How Can We Build a Brighter Jewish Future?
Antisemitism is a profound and growing danger to the Jewish People. As I’ll write in my next piece, from my experience as a high schooler, hatred of Jews is far worse among young people than most realize. Yet, since Oct. 7th, we have let antisemitism define this moment far more than we should. The Jewish people today are living through one of the greatest chapters in our four-thousand-year history, and—for the sake of our future—we must recognize and build on that.
This starts with a simple fact: the Jewish people have a state. Every Jew on earth has the ultimate assurance of safety, a place to return to. Throughout history, Jews have been victims, and often powerless ones.

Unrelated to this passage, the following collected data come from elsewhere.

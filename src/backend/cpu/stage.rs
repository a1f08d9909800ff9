//! CPU stages. Activations are fused into the producing kernel.

use std::sync::{Arc, RwLock};

use super::tensor::CpuTensor;
use crate::backend::{Stage, StageGenerator, Tensor};
use crate::codegen::{geometry, permute};
use crate::codegen::plan::{ExecutionBuilder, Runnable};
use crate::error::ForgeResult;
use crate::graph::{
    AddParam, ConcatParam, Conv2DParam, FullyConnectedParam, Layout, Node, OpKind, OperandIndex,
    OperandSet, Operation, Pool2DParam, ReshapeParam, SoftmaxParam,
};
use crate::internal_error;
use crate::kernel::KernelOp;

pub struct CpuStageGenerator {
    backend: String,
}

impl CpuStageGenerator {
    pub fn new(backend: impl Into<String>) -> Self {
        Self {
            backend: backend.into(),
        }
    }

    fn stage<P>(&self, op: KernelOp, node: &Node<P>) -> ForgeResult<Box<dyn Stage>> {
        Ok(Box::new(CpuStage {
            backend: self.backend.clone(),
            op,
            inputs: node.inputs.clone(),
            output: node.output(),
        }))
    }
}

impl CpuStageGenerator {
    fn conv2d(&self, node: &Node<Conv2DParam>, operands: &OperandSet) -> ForgeResult<Box<dyn Stage>> {
        let (geometry, activation) = geometry::conv2d(node, operands)?;
        self.stage(KernelOp::Conv2D { geometry, activation }, node)
    }

    fn max_pool2d(&self, node: &Node<Pool2DParam>, operands: &OperandSet) -> ForgeResult<Box<dyn Stage>> {
        let (geometry, activation) = geometry::pool2d(OpKind::MaxPool2D, node, operands)?;
        self.stage(KernelOp::MaxPool2D { geometry, activation }, node)
    }

    fn avg_pool2d(&self, node: &Node<Pool2DParam>, operands: &OperandSet) -> ForgeResult<Box<dyn Stage>> {
        let (geometry, activation) = geometry::pool2d(OpKind::AvgPool2D, node, operands)?;
        self.stage(KernelOp::AvgPool2D { geometry, activation }, node)
    }

    fn concat(&self, node: &Node<ConcatParam>, operands: &OperandSet) -> ForgeResult<Box<dyn Stage>> {
        let axis = geometry::concat_axis(node, operands)?;
        let dims = node
            .inputs
            .iter()
            .map(|input| Ok(operands.shape(*input)?.dims().to_vec()))
            .collect::<ForgeResult<Vec<_>>>()?;
        self.stage(KernelOp::Concat { dims, axis }, node)
    }

    fn fully_connected(
        &self,
        node: &Node<FullyConnectedParam>,
        operands: &OperandSet,
    ) -> ForgeResult<Box<dyn Stage>> {
        let (fc, activation) = geometry::fully_connected(node, operands)?;
        self.stage(
            KernelOp::FullyConnected {
                batch: fc.batch,
                input_size: fc.input_size,
                activation,
            },
            node,
        )
    }

    fn reshape(&self, node: &Node<ReshapeParam>, operands: &OperandSet) -> ForgeResult<Box<dyn Stage>> {
        let op = KernelOp::Reshape {
            input_dims: operands.shape(node.input(0))?.dims().to_vec(),
            output_dims: operands.shape(node.output())?.dims().to_vec(),
        };
        self.stage(op, node)
    }

    fn softmax(&self, node: &Node<SoftmaxParam>, operands: &OperandSet) -> ForgeResult<Box<dyn Stage>> {
        let beta = operands.scalar_f32(node.param.beta)?;
        let (outer, axis_len, inner) = geometry::softmax_extents(operands.shape(node.input(0))?, Layout::Nhwc);
        self.stage(
            KernelOp::Softmax {
                outer,
                axis_len,
                inner,
                beta,
            },
            node,
        )
    }

    fn add(&self, node: &Node<AddParam>, operands: &OperandSet) -> ForgeResult<Box<dyn Stage>> {
        let activation = geometry::activation(OpKind::Add, operands, node.param.activation)?;
        self.stage(KernelOp::Add { activation }, node)
    }

    fn cast(&self, node: &Node<()>, operands: &OperandSet) -> ForgeResult<Box<dyn Stage>> {
        let op = KernelOp::Cast {
            from: operands.at(node.input(0))?.type_info,
            to: operands.at(node.output())?.type_info,
        };
        self.stage(op, node)
    }

    fn nop(&self, node: &Node<()>, _operands: &OperandSet) -> ForgeResult<Box<dyn Stage>> {
        self.stage(KernelOp::Copy, node)
    }
}

impl StageGenerator for CpuStageGenerator {
    fn backend(&self) -> &str {
        &self.backend
    }

    fn generate(&self, operation: &Operation, operands: &OperandSet) -> ForgeResult<Box<dyn Stage>> {
        match operation {
            Operation::Conv2D(node) => self.conv2d(node, operands),
            Operation::MaxPool2D(node) => self.max_pool2d(node, operands),
            Operation::AvgPool2D(node) => self.avg_pool2d(node, operands),
            Operation::Concat(node) => self.concat(node, operands),
            Operation::FullyConnected(node) => self.fully_connected(node, operands),
            Operation::Reshape(node) => self.reshape(node, operands),
            Operation::Softmax(node) => self.softmax(node, operands),
            Operation::Add(node) => self.add(node, operands),
            Operation::Cast(node) => self.cast(node, operands),
            Operation::Nop(node) => self.nop(node, operands),
            Operation::Permute(node) => permute::generate(node, operands),
        }
    }
}

/// One kernel over host tensors, resolved when applied.
#[derive(Debug, Clone, PartialEq)]
pub struct CpuStage {
    pub backend: String,
    pub op: KernelOp,
    pub inputs: Vec<OperandIndex>,
    pub output: OperandIndex,
}

impl Stage for CpuStage {
    fn apply(&self, builder: &mut ExecutionBuilder<'_>) -> ForgeResult<()> {
        let inputs = self
            .inputs
            .iter()
            .map(|index| self.storage(builder, *index))
            .collect::<ForgeResult<Vec<_>>>()?;
        let output = self.storage(builder, self.output)?;
        builder.append(Box::new(CpuRunnable {
            label: format!("cpu {} {}", self.op.name(), self.output),
            op: self.op.clone(),
            inputs,
            output,
        }));
        Ok(())
    }
}

impl CpuStage {
    fn storage(&self, builder: &ExecutionBuilder<'_>, index: OperandIndex) -> ForgeResult<Arc<RwLock<Vec<f32>>>> {
        let tensor = builder.tensor(&self.backend, index)?;
        host_storage(tensor.as_ref())
            .ok_or_else(|| internal_error!("operand {} on {} is not a host tensor", index, self.backend))
    }
}

fn host_storage(tensor: &dyn Tensor) -> Option<Arc<RwLock<Vec<f32>>>> {
    tensor.as_any().downcast_ref::<CpuTensor>().map(CpuTensor::storage)
}

#[derive(Debug)]
struct CpuRunnable {
    label: String,
    op: KernelOp,
    inputs: Vec<Arc<RwLock<Vec<f32>>>>,
    output: Arc<RwLock<Vec<f32>>>,
}

impl Runnable for CpuRunnable {
    fn name(&self) -> &str {
        &self.label
    }

    fn run(&self) -> ForgeResult<()> {
        let guards = self
            .inputs
            .iter()
            .map(|input| input.read())
            .collect::<Result<Vec<_>, _>>()?;
        let inputs: Vec<&[f32]> = guards.iter().map(|guard| guard.as_slice()).collect();
        let mut output = self.output.write()?;
        self.op.compute(Layout::Nhwc, &inputs, &mut output);
        Ok(())
    }
}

Ruth Wisse, a prominent scholar of Jewish History, called the loss of sovereignty “the defining political event in the life of the Jewish people.” That loss has been undone, and our sovereignty is a direct reversal of many of the tribulations that have defined Jewish history.
As a high schooler, the miracles of Jewish sovereignty and Zionism have always simply been there, almost facts of life. Most fundamentally, we must ensure this miracle is not taken for granted by the generation that inherits it most fully, and also the very generation whose Jewish identity is most under attack because of it. We must recognize that what is unprecedented about this moment is not the sickening antisemitism but the empowering shift in Jewish history away from victimhood and towards agency.
Having a state alone would make this the most optimistic era in Jewish history. But the Jewish state is among the most successful on the planet. Israel has one of the largest and most dynamic economies on the planet. Its air force, its intelligence services, its regional dominance, and its high-tech scene are among the best of any country, of any size. Crucially, since October 7th, Israel has supercharged its success. Threats on every front are being neutralized with striking effectiveness, the foundations for decades of security and prosperity are being laid, and even amid the war, Israel’s economy in 2025 ranked as the third-best performing in the world, according to The Economist. This immense economic and military success shows no signs of slowing down.
The post–Oct. 7 reality must be defined as laying the groundwork for a safer and more prosperous future for Israel and the Jewish people. We are at the beginning of what will be a Jewish renaissance, while the continuation of antisemitism remains unabated. Only one of those facts is truly special, truly worth defining a moment around.
And yet, our communal attention often flows the other way. Although I’m not suggesting we should ever be complacent in the face of a tidal wave of antisemitism, we often focus on it in unhealthy ways. Why have so many more Jews heard about the latest antisemitic incident than about the Muslim nation of Somaliland—where the Israeli flag is worn as a hijab in celebration—becoming an ally of Israel? Why do Jewish WhatsApp chats talk so much about the next hostile politician rather than Indian Prime Minister Modi’s profoundly moving address to the Israeli parliament? And why do so few Jews know about the deep wellspring of support for Israel and the Jewish People that exists across the world—in places like Nigeria, Kenya, and Uganda, where the defense minister offered to fight alongside Israel against Iran and built a statue honoring the fallen commando Yoni Netanyahu?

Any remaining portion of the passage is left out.